そりゃ、値段に対して食べられる量が圧倒的に少ないからである。食べる量ではなくてその質、つまり口にいれるまでのワクワクや、他のお菓子とは一線を画す味わいで勝負をしている点。その点においては、このお菓子を「高級菓子」に位置づけて良いんじゃないかと思う。

きっと友だちも”ねるねるねるね”を、ありきたりなラインを微妙に超えた、ちょうどいい誕プレだと思って私にプレゼントしてくれたのだと思う。あとは、ネタ的な遊び心もあったかもしれない。

まぁそういうわけで、私はついこの間”ねるねるねるね”を食べたのである。ただなぜだか、あんまりワクワクできなかった。

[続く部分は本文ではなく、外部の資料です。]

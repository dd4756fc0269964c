//! Command-line inspector for ESP32 WiFi data.
//!
//! ```text
//! espwifi-inspect reason <code>
//! espwifi-inspect reasons
//! espwifi-inspect records <file>              packed AP records -> JSON scan report
//! espwifi-inspect config <file.json> [--country cn|jp|us|eu]
//! espwifi-inspect stations <file>             packed station list
//! espwifi-inspect layout
//! espwifi-inspect settings <dir> [show | apply <file.json> [--ram]]
//! ```

use std::fs;
use std::mem::size_of;
use std::path::{Path, PathBuf};

use anyhow::{bail, Context};
use clap::{Parser, Subcommand};
use espwifi_core::raw::{
    wifi_ap_config_t, wifi_ap_record_t, wifi_config_t, wifi_scan_config_t, wifi_sta_config_t,
    wifi_sta_info_t, wifi_sta_list_t,
};
use espwifi_core::{Country, DisconnectReason, StoragePolicy};
use espwifi_protocol::{codec, wire, ScanReport};
use espwifi_storage::{FileConfigStorage, WifiSettings};
use tracing_subscriber::{layer::SubscriberExt, util::SubscriberInitExt};

#[derive(Debug, Parser)]
#[command(name = "espwifi-inspect", version, about)]
struct Cli {
    #[command(subcommand)]
    command: Command,
}

#[derive(Debug, Subcommand)]
enum Command {
    /// Describe one disconnect reason code
    Reason { code: u8 },
    /// List every known disconnect reason
    Reasons,
    /// Decode packed AP records into a JSON scan report
    Records { file: PathBuf },
    /// Validate a JSON interface config and print its wire form
    Config {
        file: PathBuf,
        /// Also check the soft-AP channel against a regulatory domain
        #[arg(long, value_parser = parse_country)]
        country: Option<Country>,
    },
    /// Decode a packed station list
    Stations { file: PathBuf },
    /// Print native and packed sizes of the driver structs
    Layout,
    /// Show or change the settings saved in a directory
    Settings {
        dir: PathBuf,
        #[command(subcommand)]
        action: Option<SettingsAction>,
    },
}

#[derive(Debug, Subcommand)]
enum SettingsAction {
    /// Print the saved config document
    Show,
    /// Apply a JSON interface config, enabling its interface if needed
    Apply {
        file: PathBuf,
        /// Keep the change in memory only
        #[arg(long)]
        ram: bool,
    },
}

fn main() -> anyhow::Result<()> {
    tracing_subscriber::registry()
        .with(tracing_subscriber::EnvFilter::new(
            std::env::var("RUST_LOG").unwrap_or_else(|_| "info,espwifi=debug".into()),
        ))
        .with(tracing_subscriber::fmt::layer().with_writer(std::io::stderr))
        .init();

    match Cli::parse().command {
        Command::Reason { code } => reason(code),
        Command::Reasons => {
            for reason in DisconnectReason::ALL {
                println!("{:>3}  {}", reason.code(), reason.description());
            }
            Ok(())
        }
        Command::Records { file } => records(&file),
        Command::Config { file, country } => config(&file, country),
        Command::Stations { file } => stations(&file),
        Command::Layout => {
            layout();
            Ok(())
        }
        Command::Settings { dir, action } => settings(&dir, action.unwrap_or(SettingsAction::Show)),
    }
}

fn reason(code: u8) -> anyhow::Result<()> {
    match DisconnectReason::from_code(code) {
        Some(reason) => {
            let origin = if reason.is_vendor() { "vendor" } else { "802.11" };
            println!("{} [{}]", reason, origin);
            Ok(())
        }
        None => bail!("{} is not a known disconnect reason", code),
    }
}

fn records(path: &Path) -> anyhow::Result<()> {
    let bytes = fs::read(path).with_context(|| format!("reading {}", path.display()))?;
    let mut report = ScanReport::new(wire::decode_ap_records(&bytes)?);
    report.sort_by_signal();
    tracing::info!("{} records in {}", report.count, path.display());
    println!("{}", serde_json::to_string_pretty(&report)?);
    Ok(())
}

fn config(path: &Path, country: Option<Country>) -> anyhow::Result<()> {
    let text = fs::read_to_string(path).with_context(|| format!("reading {}", path.display()))?;
    let config = codec::decode_config(&text)?;
    if let (Some(country), Some(ap)) = (country, config.as_access_point()) {
        ap.validate_for_country(country)?;
    }

    println!("{} config for {:?} is valid", config.interface(), config.ssid().to_string());
    println!("wire: {}", hex(&wire::encode_config(&config)));
    Ok(())
}

fn stations(path: &Path) -> anyhow::Result<()> {
    let bytes = fs::read(path).with_context(|| format!("reading {}", path.display()))?;
    let list = wire::decode_station_list(&bytes)?;
    println!("{} associated station(s)", list.num());
    for station in &list {
        println!("  {}", station.mac);
    }
    Ok(())
}

fn layout() {
    let rows = [
        ("wifi_ap_record_t", size_of::<wifi_ap_record_t>(), wire::AP_RECORD_LEN),
        ("wifi_ap_config_t", size_of::<wifi_ap_config_t>(), wire::AP_CONFIG_LEN),
        ("wifi_sta_config_t", size_of::<wifi_sta_config_t>(), wire::STA_CONFIG_LEN),
        ("wifi_sta_list_t", size_of::<wifi_sta_list_t>(), wire::STATION_LIST_LEN),
    ];
    println!("{:<20} {:>6} {:>7}", "struct", "native", "packed");
    for (name, native, packed) in rows {
        println!("{:<20} {:>6} {:>7}", name, native, packed);
    }
    println!("{:<20} {:>6}", "wifi_config_t", size_of::<wifi_config_t>());
    println!("{:<20} {:>6}", "wifi_sta_info_t", size_of::<wifi_sta_info_t>());
    println!(
        "{:<20} {:>6}",
        "wifi_scan_config_t",
        size_of::<wifi_scan_config_t<'static>>()
    );
}

fn settings(dir: &Path, action: SettingsAction) -> anyhow::Result<()> {
    let storage = FileConfigStorage::new(dir)?;
    let mut settings = WifiSettings::restore(storage)?;

    if let SettingsAction::Apply { file, ram } = action {
        if ram {
            settings.set_storage(StoragePolicy::Ram);
        }
        let text =
            fs::read_to_string(&file).with_context(|| format!("reading {}", file.display()))?;
        let config = codec::decode_config(&text)?;
        let mode = settings.mode().with_interface(config.interface());
        if mode != settings.mode() {
            settings.set_mode(mode)?;
        }
        settings.set_config(config)?;
    }

    println!("{}", codec::encode_config_document(settings.document())?);
    Ok(())
}

fn parse_country(name: &str) -> Result<Country, String> {
    serde_json::from_value(serde_json::Value::String(name.to_lowercase()))
        .map_err(|_| format!("unknown country {:?} (expected cn, jp, us or eu)", name))
}

fn hex(bytes: &[u8]) -> String {
    bytes.iter().map(|b| format!("{:02x}", b)).collect()
}

#[cfg(test)]
mod tests {
    use super::*;
    use clap::CommandFactory;

    #[test]
    fn test_cli_definition() {
        Cli::command().debug_assert();
    }

    #[test]
    fn test_parse_commands() {
        let cli = Cli::try_parse_from(["espwifi-inspect", "reason", "201"]).unwrap();
        assert!(matches!(cli.command, Command::Reason { code: 201 }));

        assert!(Cli::try_parse_from(["espwifi-inspect", "reason", "256"]).is_err());
        assert!(Cli::try_parse_from(["espwifi-inspect", "reason"]).is_err());
        assert!(Cli::try_parse_from(["espwifi-inspect", "scan"]).is_err());

        let cli =
            Cli::try_parse_from(["espwifi-inspect", "config", "ap.json", "--country", "JP"])
                .unwrap();
        assert!(matches!(
            cli.command,
            Command::Config { country: Some(Country::Jp), .. }
        ));
        assert!(
            Cli::try_parse_from(["espwifi-inspect", "config", "ap.json", "--country", "xx"])
                .is_err()
        );
    }

    #[test]
    fn test_parse_settings_actions() {
        let cli = Cli::try_parse_from(["espwifi-inspect", "settings", "/tmp/wifi"]).unwrap();
        assert!(matches!(cli.command, Command::Settings { action: None, .. }));

        let cli = Cli::try_parse_from([
            "espwifi-inspect",
            "settings",
            "/tmp/wifi",
            "apply",
            "sta.json",
            "--ram",
        ])
        .unwrap();
        match cli.command {
            Command::Settings {
                action: Some(SettingsAction::Apply { file, ram }),
                ..
            } => {
                assert_eq!(file, PathBuf::from("sta.json"));
                assert!(ram);
            }
            other => panic!("unexpected command {:?}", other),
        }
    }
}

プラスチックの容器の角を本体から切り離すこと。それを持って、水を入れに台所まで走ること。1番の粉を入れた後に少し舐めてみること。水と2番の粉を入れた後に混ぜると膨らんでくる光景。トッピング最後まで取っておいて、最後に大量のトッピングをまとったねるねるねるねを作ること。

子どもの頃ワクワクしていたそれらは、今の私にとってはただの作業でしか無かった。子どもの頃のワクワクを取り戻そうと、覚えている限りの行動を真似してみるだけの虚しい行為。なんでいい歳して、ねるねるねるねなんて作ってるんだろうと、悲観的な気持にさえなる。

たしかに美味しかった。味は昔と変わらず、駄菓子って感じのストレートな味。フワフワしている不思議な食感。でもそこには、ねるねるねるねに必要なはずの最後の隠し味は無かった。

ドキドキ、ワクワク、非日常感、高級感。
世の中のあらゆる刺激に慣れてしまった私は、ねるねるねるねを心から楽しむことはできなかった。プレゼントしてくれた友だち、ごめんね。

ねるねるねるねは、子どものお菓子なのだと感じさせられた。子どもにしか見えない楽しさ、子どもしか知らない美味しさ。

子どもは大人になる前の存在なんじゃない。子どもには子どもっていう存在意義があるのだ。どこかで聞いたそんなセリフが、頭の中で再生された。